Recentemente li o livro O Olho Mais Azul, escrito por Toni Morrison (vencedora do Prêmio Pulitzer - 1988 - e do Nobel de Literatura - 1993), publicado no ano de 1970. O livro trata sobre racismo e desigualdade de uma forma contundente, ataca-nos em nossos mais profundos sentimentos e entendimentos de sociedade, de vida, de direitos, de diversidade.
A história, entrecortada, passa na cidade de Lorain (Ohio, EUA) no ano de 1941. Ela segue a vida e a luta de diversas personagens, começando pelo fim, pelo trágico destino de Pecola Breedlove, uma garotinha negra, pobre e tida como feia. Ela possuía um sonho, sobre o qual orava e pedia com toda a força do seu ser: ter os olhos mais azuis que já foram vistos, pois este é um sinal de beleza e de aceitação.
São 200 páginas viscerais, onde a autora nos transporta a um tempo não tão antigo, em que a cor da pele e a condição socioeconômica são uma passagem só de ida para um destino determinado. Violência, abuso sexual, hipocrisia de um lado, e por outro o sofrimento, a luta por sobrevivência e os sonhos muitas vezes intangíveis mostram duas faces da moeda, duas faces de personagens que sofrem, e causam sofrimento.
Este livro, um romance que apesar de fictício é, infelizmente, histórico e contemporâneo, fez-me pensar em como tratamos as crianças, em como tratamos aqueles que identificamos como diferentes de nós mesmos. As personagens do livro iniciam suas vidas cheias de sonhos e possibilidades, mas um ambiente hostil, falta de afeto, cuidado, segurança, comida, roupas... todas essas intempéries os levam aos seus tristes destinos. Quando adultos, após anos tentando se defender, vivendo acuados, ecoam o mal que sofreram, repetindo os erros que foram cometidos com eles próprios.
A própria autora afirma, no posfácio, que essas histórias não são a regra dos lares de pessoas negras, mas que estão presentes em uma parcela grandiosa da população. É impossível não ser afetada pela atualidade de todas as questões que ali são trazidas, em como avançamos pouco no cuidado, na educação, na saúde (mental). Precisamos mudar a forma como cuidamos das crianças, para que elas não continuem ecoando a violência, para que elas tenham a chance de perseguir seus sonhos, de se desenvolver de forma digna, independente da cor, da aparência ou se são neurodiversas.

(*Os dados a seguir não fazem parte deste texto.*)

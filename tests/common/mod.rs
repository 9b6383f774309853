#![allow(dead_code)]

use std::sync::Arc;
use threedgate::application::factory::PaymentProviderFactory;
use threedgate::application::orchestrator::PaymentOrchestrator;
use threedgate::config::GatewayConfig;
use threedgate::domain::attempt::PaymentForm;
use threedgate::domain::payment::CallbackPayload;
use threedgate::domain::ports::SessionStoreBox;
use threedgate::infrastructure::providers::garanti::{callback_hash, hash_params_value};
use threedgate::infrastructure::providers::nestpay::ver3_hash;

pub const GATEWAY_CONFIG: &str = "tests/fixtures/gateway.json";
pub const AKBANK_STORE_KEY: &str = "AKBANK0001";
pub const GARANTI_STORE_KEY: &str = "12345678";

pub fn config() -> GatewayConfig {
    GatewayConfig::from_path(GATEWAY_CONFIG).unwrap()
}

pub fn orchestrator(sessions: SessionStoreBox) -> PaymentOrchestrator {
    let config = config();
    let providers = PaymentProviderFactory::from_credentials(&config.banks).unwrap();
    PaymentOrchestrator::new(sessions, Arc::new(providers), config.checkout)
}

pub fn card_form(bank: &str) -> PaymentForm {
    PaymentForm {
        card_holder_name: "Ada Lovelace".to_string(),
        card_number: "4111111111111111".to_string(),
        expire_month: "12".to_string(),
        expire_year: "30".to_string(),
        cvv: "123".to_string(),
        installment: "1".to_string(),
        bank: bank.to_string(),
    }
}

/// A NestPay callback signed the way the bank signs it.
pub fn nestpay_callback(pairs: &[(&str, &str)], store_key: &str) -> CallbackPayload {
    let mut payload: CallbackPayload = pairs.iter().copied().collect();
    let hash = ver3_hash(&payload, store_key);
    payload.insert("HASH", hash);
    payload
}

/// A Garanti callback signed over every field it carries.
pub fn garanti_callback(pairs: &[(&str, &str)], store_key: &str) -> CallbackPayload {
    let mut payload: CallbackPayload = pairs.iter().copied().collect();
    let hash_params = pairs
        .iter()
        .map(|(name, _)| *name)
        .collect::<Vec<_>>()
        .join(":");
    let value = hash_params_value(&payload, &hash_params);
    payload.insert("hash", callback_hash(&value, store_key));
    payload.insert("hashparams", hash_params);
    payload.insert("hashparamsval", value);
    payload
}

Enquanto escrevo essas linhas, ainda estamos tentando superar a pandemia do Coronavírus, e é assustadora a quantidade de situações de violência e abuso agravadas pelo isolamento social. A pandemia evidenciou de forma excruciante a necessidade urgente de uma reforma nas bases da nossa sociedade, em como tratamos uns aos outros e, de forma mais intensa, como tratamos nossas crianças.
Não me sinto confiante em falar sobre o racismo, pois sou branca e nunca vivenciei essa forma de opressão. Mas leio livros de autores (e autoras) negros, estudo sobre esse absurdo (não consigo qualificar de outra forma), a fim de me policiar e mudar meus paradigmas. Livros como as de Toni Morrison são belos por sua escrita, por sua arte, e nos fazem refletir sobre a sociedade. São um prato cheio para o entretenimento e para a cultivação da consciência.